中東では時の流れが他の地域よりも早く感じる。筆者は2020年夏からエルサレムを拠点に取材しているが、この4年は日本での10年ほどに感じる。世界を震撼させた新型コロナウイルスの感染拡大でイスラエルが世界に先駆けて大規模なワクチン接種施策を進めたかと思えば、21年5月にはイスラエルと、パレスチナのイスラム組織「ハマス」との間で当時過去最悪の軍事衝突が起きた。直後には、歴代最長となる通算15年に渡り政権を率いたネタニヤフ首相が失権。新たな時代を迎えるのかと思いきや、22年末には再び政権の座に返り咲いた。すると今度は、後ほど詳しく触れる司法制度改革により、民主主義のあり方をめぐって国内が激しく分断。その状況の中、23年10月7日、ハマスによるイスラエルへの越境攻撃で「戦争」に突入したのだ。
10月7日のハマスによる越境攻撃は前代未聞だ。国際的な余波も含め、世界史に刻まれるだろう。ハマスの攻撃により、イスラエルでは市民など約1200人が無差別に殺害され、約250人がハマス等の人質とされた。一時休戦で、100人余りが生きたまま解放されたが、その後の外交努力も虚しく、停戦は実現せず、人質の拘束は続く。イスラエルはガザ地区への苛烈な攻撃を続け、ガザ地区は住宅の6割、商業施設の8割が破壊され、女性と子供1万7000人を含む4万人以上が死亡。過剰な攻撃だと、欧米でもイスラエルへの兵器供与を停止するよう求める声も高まった。
「戦争」は、イスラエルとハマスの間だけに止まらない。親イラン勢力「抵抗の枢軸」を構成するレバノンのシーア派組織「ヒズボラ」や、イエメンの「フーシ派」、それにイラン本国との間で攻撃の応酬を招いた。
イランは史上初となる直接攻撃に乗り出したが、ジレンマを抱える。欧米の制裁により経済が疲弊する中、イスラエルとの全面戦争は望んでいない。保守強硬派ライシ大統領の事故死を受け、新たに就任した穏健派ペゼシュキアン大統領の舵取りは注視する必要がある。
さらに、「世界最強の非国家組織」とも呼ばれるヒズボラの指導者ナスララ師がイスラエルの空爆により殺害された。

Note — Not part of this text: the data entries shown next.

//! End-to-end compilation of fused subgraphs into kernel artifacts.

use fusejit::{
    BroadcastRule, ElementType, FusedSubgraph, OpKind, OperandDescriptor, OperandRef, PartialShape,
};
use fusejit_backend_simd::{
    compile, decode, CompileError, Gpr, Instr, IsaLevel, KernelArtifact, OperandLayout,
    KERNEL_ARTIFACT_VERSION,
};

fn input(element: ElementType, dims: &[usize]) -> OperandDescriptor {
    OperandDescriptor::new(element, PartialShape::from_static(dims.iter().copied()))
}

fn compare_select_chain() -> FusedSubgraph {
    let mut sg = FusedSubgraph::new(vec![
        input(ElementType::F32, &[64]),
        input(ElementType::F32, &[64]),
    ]);
    let mask = sg
        .push(
            OpKind::Less,
            BroadcastRule::Numpy,
            vec![OperandRef::Input(0), OperandRef::Input(1)],
        )
        .unwrap();
    let flipped = sg
        .push(OpKind::LogicalNot, BroadcastRule::Numpy, vec![mask])
        .unwrap();
    sg.push(
        OpKind::Select,
        BroadcastRule::Numpy,
        vec![flipped, OperandRef::Input(0), OperandRef::Input(1)],
    )
    .unwrap();
    sg
}

#[test]
fn chain_compiles_on_every_tier() {
    let sg = compare_select_chain();
    for isa in [IsaLevel::Baseline128, IsaLevel::Wide256, IsaLevel::Wide512] {
        let artifact = compile(&sg, isa).unwrap_or_else(|e| panic!("{}: {e}", isa.name()));
        assert_eq!(artifact.isa, isa);
        assert_eq!(artifact.artifact_version, KERNEL_ARTIFACT_VERSION);
        assert!(decode(&artifact.code).is_ok());
        // The final select produces f32 values.
        assert_eq!(artifact.bindings.output.element, ElementType::F32);
    }
}

#[test]
fn baseline_blend_emulation_grows_the_kernel() {
    let sg = compare_select_chain();
    let narrow = compile(&sg, IsaLevel::Baseline128).unwrap();
    let wide = compile(&sg, IsaLevel::Wide256).unwrap();
    assert!(
        narrow.code.len() > wide.code.len(),
        "emulated blend should take more instructions than native"
    );
}

#[test]
fn identical_constants_share_one_table_slot() {
    // Less, LogicalNot, and Select all request the f32 1.0 "true" pattern.
    let sg = compare_select_chain();
    let artifact = compile(&sg, IsaLevel::Wide256).unwrap();
    assert_eq!(artifact.constant_table.len(), 1);
    let entry = &artifact.constant_table[0];
    assert_eq!(entry.pattern, 0x3f80_0000);
    assert_eq!(entry.offset, 0);
    assert_eq!(artifact.constant_bytes, 1.0f32.to_le_bytes().to_vec());

    // The table pointer is set up exactly once, at the top of the kernel.
    let instrs = decode(&artifact.code).unwrap();
    let setups = instrs
        .iter()
        .filter(|i| matches!(i, Instr::LoadTableBase { .. }))
        .count();
    assert_eq!(setups, 1);
    assert!(matches!(instrs[0], Instr::LoadTableBase { .. }));
}

#[test]
fn table_free_kernel_reserves_no_table_base() {
    let mut sg = FusedSubgraph::new(vec![
        input(ElementType::F32, &[16]),
        input(ElementType::F32, &[16]),
    ]);
    sg.push(
        OpKind::Add,
        BroadcastRule::Numpy,
        vec![OperandRef::Input(0), OperandRef::Input(1)],
    )
    .unwrap();
    let artifact = compile(&sg, IsaLevel::Baseline128).unwrap();
    assert!(artifact.constant_table.is_empty());
    assert!(artifact.constant_bytes.is_empty());
    let instrs = decode(&artifact.code).unwrap();
    assert!(!instrs
        .iter()
        .any(|i| matches!(i, Instr::LoadTableBase { .. })));
}

#[test]
fn dead_input_registers_are_reused() {
    let mut sg = FusedSubgraph::new(vec![
        input(ElementType::F32, &[16]),
        input(ElementType::F32, &[16]),
    ]);
    let sum = sg
        .push(
            OpKind::Add,
            BroadcastRule::Numpy,
            vec![OperandRef::Input(0), OperandRef::Input(1)],
        )
        .unwrap();
    let prod = sg
        .push(
            OpKind::Multiply,
            BroadcastRule::Numpy,
            vec![sum, OperandRef::Input(0)],
        )
        .unwrap();
    sg.push(OpKind::Sqrt, BroadcastRule::Numpy, vec![prod])
        .unwrap();

    let artifact = compile(&sg, IsaLevel::Baseline128).unwrap();
    let instrs = decode(&artifact.code).unwrap();
    let mut max_reg = 0u8;
    for instr in &instrs {
        if let Instr::Bin { dst, a, b, .. } = instr {
            max_reg = max_reg.max(dst.0).max(a.0).max(b.0);
        }
    }
    // Three values are never live at once, so the plan stays within four
    // registers even though five values exist across the kernel.
    assert!(max_reg < 4, "used register v{max_reg}");
}

#[test]
fn scalar_operand_is_splatted_not_vector_loaded() {
    let mut sg = FusedSubgraph::new(vec![
        input(ElementType::F32, &[64]),
        input(ElementType::F32, &[1]),
    ]);
    sg.push(
        OpKind::Add,
        BroadcastRule::Numpy,
        vec![OperandRef::Input(0), OperandRef::Input(1)],
    )
    .unwrap();

    let artifact = compile(&sg, IsaLevel::Wide256).unwrap();
    assert_eq!(artifact.bindings.inputs[0].layout, OperandLayout::Vector);
    assert_eq!(artifact.bindings.inputs[1].layout, OperandLayout::ScalarSplat);

    // The size-1 buffer is read as a broadcast scalar, never as a full
    // vector at its pointer.
    let instrs = decode(&artifact.code).unwrap();
    assert!(instrs
        .iter()
        .any(|i| matches!(i, Instr::LoadSplat { base: Gpr(1), .. })));
    assert!(!instrs
        .iter()
        .any(|i| matches!(i, Instr::LoadVec { base: Gpr(1), .. })));
}

#[test]
fn strided_broadcast_is_rejected_at_compile_time() {
    // [4] broadcasts onto [2, 4] only with a periodic load pattern, which
    // the kernel format cannot express.
    let mut sg = FusedSubgraph::new(vec![
        input(ElementType::F32, &[2, 4]),
        input(ElementType::F32, &[4]),
    ]);
    sg.push(
        OpKind::Add,
        BroadcastRule::Numpy,
        vec![OperandRef::Input(0), OperandRef::Input(1)],
    )
    .unwrap();

    let err = compile(&sg, IsaLevel::Wide256).expect_err("no layout for a strided input");
    assert!(matches!(
        err,
        CompileError::UnsupportedBroadcast { input: 1, .. }
    ));
}

#[test]
fn dead_intermediates_release_their_registers() {
    // Twenty unused sums would exhaust a 16-register file if each held its
    // register to the end of the kernel.
    let mut sg = FusedSubgraph::new(vec![
        input(ElementType::F32, &[16]),
        input(ElementType::F32, &[16]),
    ]);
    for _ in 0..20 {
        sg.push(
            OpKind::Add,
            BroadcastRule::Numpy,
            vec![OperandRef::Input(0), OperandRef::Input(1)],
        )
        .unwrap();
    }
    sg.push(
        OpKind::Multiply,
        BroadcastRule::Numpy,
        vec![OperandRef::Input(0), OperandRef::Input(1)],
    )
    .unwrap();

    let artifact = compile(&sg, IsaLevel::Baseline128).unwrap();
    let instrs = decode(&artifact.code).unwrap();
    let mut max_reg = 0u8;
    for instr in &instrs {
        if let Instr::Bin { dst, a, b, .. } = instr {
            max_reg = max_reg.max(dst.0).max(a.0).max(b.0);
        }
    }
    // Two inputs plus one live destination at a time.
    assert!(max_reg < 3, "used register v{max_reg}");
}

#[test]
fn register_exhaustion_is_reported_not_truncated() {
    // Twenty partial sums all stay live until the combine phase, which
    // cannot fit a 16-register file alongside the two inputs.
    let mut sg = FusedSubgraph::new(vec![
        input(ElementType::F32, &[16]),
        input(ElementType::F32, &[16]),
    ]);
    let mut partials = Vec::new();
    for _ in 0..20 {
        partials.push(
            sg.push(
                OpKind::Add,
                BroadcastRule::Numpy,
                vec![OperandRef::Input(0), OperandRef::Input(1)],
            )
            .unwrap(),
        );
    }
    let mut acc = partials[0];
    for &p in &partials[1..] {
        acc = sg
            .push(OpKind::Add, BroadcastRule::Numpy, vec![acc, p])
            .unwrap();
    }

    let err = compile(&sg, IsaLevel::Baseline128).expect_err("16 registers cannot hold 22 values");
    match err {
        CompileError::ResourceExhaustion {
            resource,
            available,
            ..
        } => {
            assert_eq!(resource, "vector");
            assert_eq!(available, 16);
        }
        other => panic!("expected ResourceExhaustion, got {other:?}"),
    }

    // The widest tier has twice the registers and schedules the same graph.
    compile(&sg, IsaLevel::Wide512).unwrap();
}

#[test]
fn gpr_exhaustion_is_reported() {
    // Eight buffer pointers plus the output pointer exceed the eight
    // general-purpose registers.
    let inputs: Vec<OperandDescriptor> =
        (0..8).map(|_| input(ElementType::F32, &[16])).collect();
    let mut sg = FusedSubgraph::new(inputs);
    let mut acc = sg
        .push(
            OpKind::Add,
            BroadcastRule::Numpy,
            vec![OperandRef::Input(0), OperandRef::Input(1)],
        )
        .unwrap();
    for i in 2..8 {
        acc = sg
            .push(
                OpKind::Add,
                BroadcastRule::Numpy,
                vec![acc, OperandRef::Input(i)],
            )
            .unwrap();
    }
    let err = compile(&sg, IsaLevel::Wide512).expect_err("nine pointers need nine gprs");
    assert!(matches!(
        err,
        CompileError::ResourceExhaustion {
            resource: "general-purpose",
            ..
        }
    ));
}

#[test]
fn unsupported_precision_is_rejected() {
    let mut sg = FusedSubgraph::new(vec![
        input(ElementType::F64, &[8]),
        input(ElementType::F64, &[8]),
    ]);
    sg.push(
        OpKind::Add,
        BroadcastRule::Numpy,
        vec![OperandRef::Input(0), OperandRef::Input(1)],
    )
    .unwrap();
    let err = compile(&sg, IsaLevel::Wide256).expect_err("no f64 lowering exists");
    match err {
        CompileError::UnsupportedPrecision { op, element } => {
            assert_eq!(op, "add");
            assert_eq!(element, "FP64");
        }
        other => panic!("expected UnsupportedPrecision, got {other:?}"),
    }
}

#[test]
fn artifact_round_trips_through_bincode() {
    let sg = compare_select_chain();
    let artifact = compile(&sg, IsaLevel::Wide256).unwrap();
    let bytes = bincode::serialize(&artifact).unwrap();
    let restored: KernelArtifact = bincode::deserialize(&bytes).unwrap();
    assert_eq!(restored, artifact);
}

#[test]
fn is_inf_variants_request_matching_constants() {
    for (neg, pos, expected_patterns) in [
        (true, true, vec![0x7fff_ffffu32, 0x7f80_0000, 0x3f80_0000]),
        (false, true, vec![0x7f80_0000, 0x3f80_0000]),
        (true, false, vec![0xff80_0000, 0x3f80_0000]),
        (false, false, vec![0x0000_0000]),
    ] {
        let mut sg = FusedSubgraph::new(vec![input(ElementType::F32, &[8])]);
        sg.push(
            OpKind::IsInf {
                detect_negative: neg,
                detect_positive: pos,
            },
            BroadcastRule::Numpy,
            vec![OperandRef::Input(0)],
        )
        .unwrap();
        let artifact = compile(&sg, IsaLevel::Baseline128).unwrap();
        let patterns: Vec<u32> = artifact
            .constant_table
            .iter()
            .map(|e| e.pattern)
            .collect();
        assert_eq!(patterns, expected_patterns, "neg={neg} pos={pos}");
        assert_eq!(artifact.bindings.output.element, ElementType::Boolean);
    }
}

ナスララ師はカリスマ的リーダーとして、反イスラエル戦線を率いてきたが、全面衝突には発展しないよう抑制的な姿勢も見せていた。ヒズボラの今後の姿勢次第では、情勢が緊迫する可能性がある。
複数正面で戦争を戦い続けるイスラエルだが、深刻なのは国内の分断だ。同国では19年から22年にかけて5度の選挙が行われたが、争点は「ネタニヤフ政権の継続か否か」だった。22年末にはネタニヤフ氏が宗教極右勢力との連立で政権を発足させると、最高裁の権限を弱める「司法制度改革案」を発表。民主主義の根幹である司法の独立を脅かすものだと市民が激しく反発した。その分断の中でハマスとの「戦争」が始まった。ネタニヤフ政権は「人質解放」と「ハマス殲滅」という2つの目標を掲げてガザ地区への地上侵攻を続け、北部から南部まで地区全土を制圧した。しかし、ネタニヤフ氏が示す目標について、軍幹部はハマスが政治組織でもあることから、「殲滅はできない」と発言するなど、身内からの批判も燻る。24年10月にはハマスの最高指導者シンワル氏の殺害に成功したが、ハマスのトップが替わるだけだと冷ややかに見る国民も少なくない。
「ハマス後のガザ」は?
ネタニヤフ首相は、詐欺や収賄などの罪で起訴され裁判中の身だ。世論調査では、国民の7割が首相は辞任すべきだと答え、選挙となれば失権する可能性が高い。また、ネタニヤフ氏が自身の政治的生き残りのために戦争を長期化させていると考える人も半数を超える。戦争激化や政治的混乱の長期化は国内経済にも影を落とし、格付け会社が相次いでイスラエルの評価を下げた。人質解放を何よりも望んでいた市民は政府への信頼を失墜させ、国家と国民との間にあった「社会契約」が失われたと指摘する声もある。